[TASK DETAILS] Calculate how many lines of the data hold "selectors". The answer consists of that number only.

[TASK DATA]

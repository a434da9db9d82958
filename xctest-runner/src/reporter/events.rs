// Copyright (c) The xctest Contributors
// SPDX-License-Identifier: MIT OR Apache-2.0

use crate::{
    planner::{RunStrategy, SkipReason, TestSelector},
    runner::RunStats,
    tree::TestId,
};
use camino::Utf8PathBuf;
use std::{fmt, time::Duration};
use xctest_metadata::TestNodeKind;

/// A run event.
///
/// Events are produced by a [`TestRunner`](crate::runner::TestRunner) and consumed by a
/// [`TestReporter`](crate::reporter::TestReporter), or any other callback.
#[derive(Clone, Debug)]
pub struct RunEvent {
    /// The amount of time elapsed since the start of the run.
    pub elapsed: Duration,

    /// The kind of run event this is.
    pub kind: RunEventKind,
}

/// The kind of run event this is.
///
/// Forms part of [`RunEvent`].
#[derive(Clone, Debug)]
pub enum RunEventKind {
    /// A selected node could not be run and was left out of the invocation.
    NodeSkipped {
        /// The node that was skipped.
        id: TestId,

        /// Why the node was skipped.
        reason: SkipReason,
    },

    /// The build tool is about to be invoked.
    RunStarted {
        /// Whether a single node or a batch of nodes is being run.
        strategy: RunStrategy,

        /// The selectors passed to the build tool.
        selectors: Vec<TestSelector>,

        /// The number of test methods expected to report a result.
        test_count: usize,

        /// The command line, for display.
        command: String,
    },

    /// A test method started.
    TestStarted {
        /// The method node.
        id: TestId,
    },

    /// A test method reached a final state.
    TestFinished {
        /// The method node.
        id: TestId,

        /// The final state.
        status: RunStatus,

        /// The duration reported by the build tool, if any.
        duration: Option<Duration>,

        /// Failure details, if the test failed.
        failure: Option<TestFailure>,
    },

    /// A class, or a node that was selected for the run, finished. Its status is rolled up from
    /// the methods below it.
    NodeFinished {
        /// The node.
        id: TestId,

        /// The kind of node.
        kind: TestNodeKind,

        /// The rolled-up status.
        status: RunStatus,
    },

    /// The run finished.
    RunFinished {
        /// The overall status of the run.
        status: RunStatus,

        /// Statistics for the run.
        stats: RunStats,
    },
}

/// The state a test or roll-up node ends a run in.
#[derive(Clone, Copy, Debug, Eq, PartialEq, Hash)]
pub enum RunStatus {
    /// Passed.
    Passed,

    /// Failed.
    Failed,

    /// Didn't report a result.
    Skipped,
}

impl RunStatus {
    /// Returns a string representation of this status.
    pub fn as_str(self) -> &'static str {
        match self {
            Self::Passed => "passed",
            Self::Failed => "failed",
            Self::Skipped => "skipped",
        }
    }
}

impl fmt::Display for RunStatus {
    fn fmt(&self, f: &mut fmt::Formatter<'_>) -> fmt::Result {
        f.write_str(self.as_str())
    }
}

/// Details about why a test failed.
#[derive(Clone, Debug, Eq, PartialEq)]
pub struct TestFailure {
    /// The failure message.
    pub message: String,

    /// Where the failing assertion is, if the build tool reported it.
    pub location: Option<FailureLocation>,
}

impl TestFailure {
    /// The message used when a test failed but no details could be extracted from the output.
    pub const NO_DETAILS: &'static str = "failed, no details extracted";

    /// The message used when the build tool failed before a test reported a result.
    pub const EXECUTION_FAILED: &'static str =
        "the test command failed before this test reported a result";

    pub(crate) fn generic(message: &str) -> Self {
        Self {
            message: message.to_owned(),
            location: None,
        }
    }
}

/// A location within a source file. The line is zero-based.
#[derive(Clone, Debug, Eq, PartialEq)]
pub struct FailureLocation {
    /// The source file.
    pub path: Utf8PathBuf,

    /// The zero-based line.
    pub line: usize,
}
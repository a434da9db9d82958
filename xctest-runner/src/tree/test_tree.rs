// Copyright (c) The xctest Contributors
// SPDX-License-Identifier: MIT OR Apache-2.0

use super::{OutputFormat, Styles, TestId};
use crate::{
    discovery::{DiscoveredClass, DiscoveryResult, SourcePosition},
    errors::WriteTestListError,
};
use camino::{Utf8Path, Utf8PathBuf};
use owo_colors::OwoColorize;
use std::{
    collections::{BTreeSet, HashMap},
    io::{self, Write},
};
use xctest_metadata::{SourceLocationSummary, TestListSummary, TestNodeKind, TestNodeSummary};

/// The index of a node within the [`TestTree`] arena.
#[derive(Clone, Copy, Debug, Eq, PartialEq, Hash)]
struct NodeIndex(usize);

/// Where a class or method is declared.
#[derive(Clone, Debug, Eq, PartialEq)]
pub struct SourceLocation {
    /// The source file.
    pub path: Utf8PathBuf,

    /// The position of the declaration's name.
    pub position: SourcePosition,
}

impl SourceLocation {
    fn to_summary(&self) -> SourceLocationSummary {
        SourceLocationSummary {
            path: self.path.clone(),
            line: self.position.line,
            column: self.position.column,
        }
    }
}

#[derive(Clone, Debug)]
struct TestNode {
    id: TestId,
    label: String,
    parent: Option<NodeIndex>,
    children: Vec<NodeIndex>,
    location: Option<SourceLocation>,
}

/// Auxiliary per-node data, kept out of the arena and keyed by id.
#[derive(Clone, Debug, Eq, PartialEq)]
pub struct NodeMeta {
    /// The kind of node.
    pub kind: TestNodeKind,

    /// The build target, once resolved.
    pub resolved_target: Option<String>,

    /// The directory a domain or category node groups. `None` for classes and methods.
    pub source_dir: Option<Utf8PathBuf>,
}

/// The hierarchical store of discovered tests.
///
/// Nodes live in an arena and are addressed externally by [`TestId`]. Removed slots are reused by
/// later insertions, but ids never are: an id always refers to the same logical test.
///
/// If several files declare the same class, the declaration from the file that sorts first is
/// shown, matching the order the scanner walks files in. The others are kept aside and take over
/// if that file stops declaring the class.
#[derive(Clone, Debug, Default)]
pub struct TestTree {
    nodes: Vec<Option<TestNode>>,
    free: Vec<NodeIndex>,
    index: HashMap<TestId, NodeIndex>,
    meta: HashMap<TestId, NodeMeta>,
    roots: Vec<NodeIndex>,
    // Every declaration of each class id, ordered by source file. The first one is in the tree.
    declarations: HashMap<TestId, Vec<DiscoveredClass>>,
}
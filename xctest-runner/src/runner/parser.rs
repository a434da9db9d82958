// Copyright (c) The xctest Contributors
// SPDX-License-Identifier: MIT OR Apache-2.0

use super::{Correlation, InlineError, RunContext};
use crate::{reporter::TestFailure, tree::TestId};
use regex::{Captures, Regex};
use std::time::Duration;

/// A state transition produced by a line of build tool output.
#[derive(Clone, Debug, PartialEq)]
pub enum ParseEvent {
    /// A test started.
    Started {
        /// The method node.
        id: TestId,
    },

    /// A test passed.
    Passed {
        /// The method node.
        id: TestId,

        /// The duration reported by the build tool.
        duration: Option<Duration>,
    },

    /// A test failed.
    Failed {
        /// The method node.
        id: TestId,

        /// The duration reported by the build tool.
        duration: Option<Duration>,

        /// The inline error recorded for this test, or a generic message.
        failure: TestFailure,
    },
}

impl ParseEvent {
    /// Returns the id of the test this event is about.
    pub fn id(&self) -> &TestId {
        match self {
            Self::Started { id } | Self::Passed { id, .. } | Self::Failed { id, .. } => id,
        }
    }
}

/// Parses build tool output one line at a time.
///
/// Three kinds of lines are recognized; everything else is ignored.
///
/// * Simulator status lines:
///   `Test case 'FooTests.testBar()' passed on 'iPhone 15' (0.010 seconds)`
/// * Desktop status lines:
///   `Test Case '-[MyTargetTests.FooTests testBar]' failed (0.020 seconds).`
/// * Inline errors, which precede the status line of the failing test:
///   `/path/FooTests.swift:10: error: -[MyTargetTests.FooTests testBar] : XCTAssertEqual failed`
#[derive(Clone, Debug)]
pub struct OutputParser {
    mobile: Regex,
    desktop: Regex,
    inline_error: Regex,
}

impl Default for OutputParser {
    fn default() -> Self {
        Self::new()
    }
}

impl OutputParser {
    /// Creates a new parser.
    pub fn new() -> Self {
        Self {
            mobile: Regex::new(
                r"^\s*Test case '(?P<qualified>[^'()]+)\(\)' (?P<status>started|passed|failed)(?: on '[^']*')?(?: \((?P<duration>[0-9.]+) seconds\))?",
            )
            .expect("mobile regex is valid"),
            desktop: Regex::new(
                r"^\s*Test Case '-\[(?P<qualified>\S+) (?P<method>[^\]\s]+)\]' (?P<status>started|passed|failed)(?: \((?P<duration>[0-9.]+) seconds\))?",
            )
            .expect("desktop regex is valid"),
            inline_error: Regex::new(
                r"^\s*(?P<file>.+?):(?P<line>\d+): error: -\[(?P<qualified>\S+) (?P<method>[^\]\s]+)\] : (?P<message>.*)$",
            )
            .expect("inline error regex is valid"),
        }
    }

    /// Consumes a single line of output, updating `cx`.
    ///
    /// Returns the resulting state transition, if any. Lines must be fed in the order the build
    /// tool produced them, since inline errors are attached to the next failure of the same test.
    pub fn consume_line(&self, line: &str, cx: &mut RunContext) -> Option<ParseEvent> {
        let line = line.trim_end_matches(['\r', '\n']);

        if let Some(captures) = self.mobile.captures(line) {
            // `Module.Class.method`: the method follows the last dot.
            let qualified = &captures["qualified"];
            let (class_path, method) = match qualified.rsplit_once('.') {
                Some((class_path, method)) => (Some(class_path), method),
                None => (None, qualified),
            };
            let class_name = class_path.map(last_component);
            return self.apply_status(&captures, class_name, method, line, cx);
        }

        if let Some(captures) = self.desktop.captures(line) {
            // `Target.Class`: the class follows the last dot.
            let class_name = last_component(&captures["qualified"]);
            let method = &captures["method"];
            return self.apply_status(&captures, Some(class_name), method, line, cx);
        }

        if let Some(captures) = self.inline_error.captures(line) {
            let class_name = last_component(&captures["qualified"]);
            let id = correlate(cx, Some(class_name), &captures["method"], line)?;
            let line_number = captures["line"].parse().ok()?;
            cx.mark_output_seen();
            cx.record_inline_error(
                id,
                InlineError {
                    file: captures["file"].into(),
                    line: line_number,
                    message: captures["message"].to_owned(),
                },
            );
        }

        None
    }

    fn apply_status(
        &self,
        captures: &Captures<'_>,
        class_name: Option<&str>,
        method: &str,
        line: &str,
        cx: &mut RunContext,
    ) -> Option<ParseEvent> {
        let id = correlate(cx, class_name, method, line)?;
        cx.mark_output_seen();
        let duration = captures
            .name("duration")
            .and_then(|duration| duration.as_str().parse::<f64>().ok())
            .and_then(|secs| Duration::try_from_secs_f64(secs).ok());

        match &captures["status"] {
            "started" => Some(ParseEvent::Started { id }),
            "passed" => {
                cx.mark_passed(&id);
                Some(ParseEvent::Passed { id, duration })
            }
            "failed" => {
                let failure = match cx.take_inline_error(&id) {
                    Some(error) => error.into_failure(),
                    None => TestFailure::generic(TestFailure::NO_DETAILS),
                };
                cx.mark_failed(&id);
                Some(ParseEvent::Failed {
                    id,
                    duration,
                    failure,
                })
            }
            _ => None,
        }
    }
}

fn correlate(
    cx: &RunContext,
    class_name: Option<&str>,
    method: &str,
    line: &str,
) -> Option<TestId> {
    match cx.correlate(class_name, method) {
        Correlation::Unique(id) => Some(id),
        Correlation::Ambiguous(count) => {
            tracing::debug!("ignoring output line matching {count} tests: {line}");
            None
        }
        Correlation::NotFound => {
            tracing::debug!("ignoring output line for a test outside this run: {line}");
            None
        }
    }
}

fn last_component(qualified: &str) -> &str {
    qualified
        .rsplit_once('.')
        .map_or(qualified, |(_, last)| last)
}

[ANSWER TO THIS TASK] 2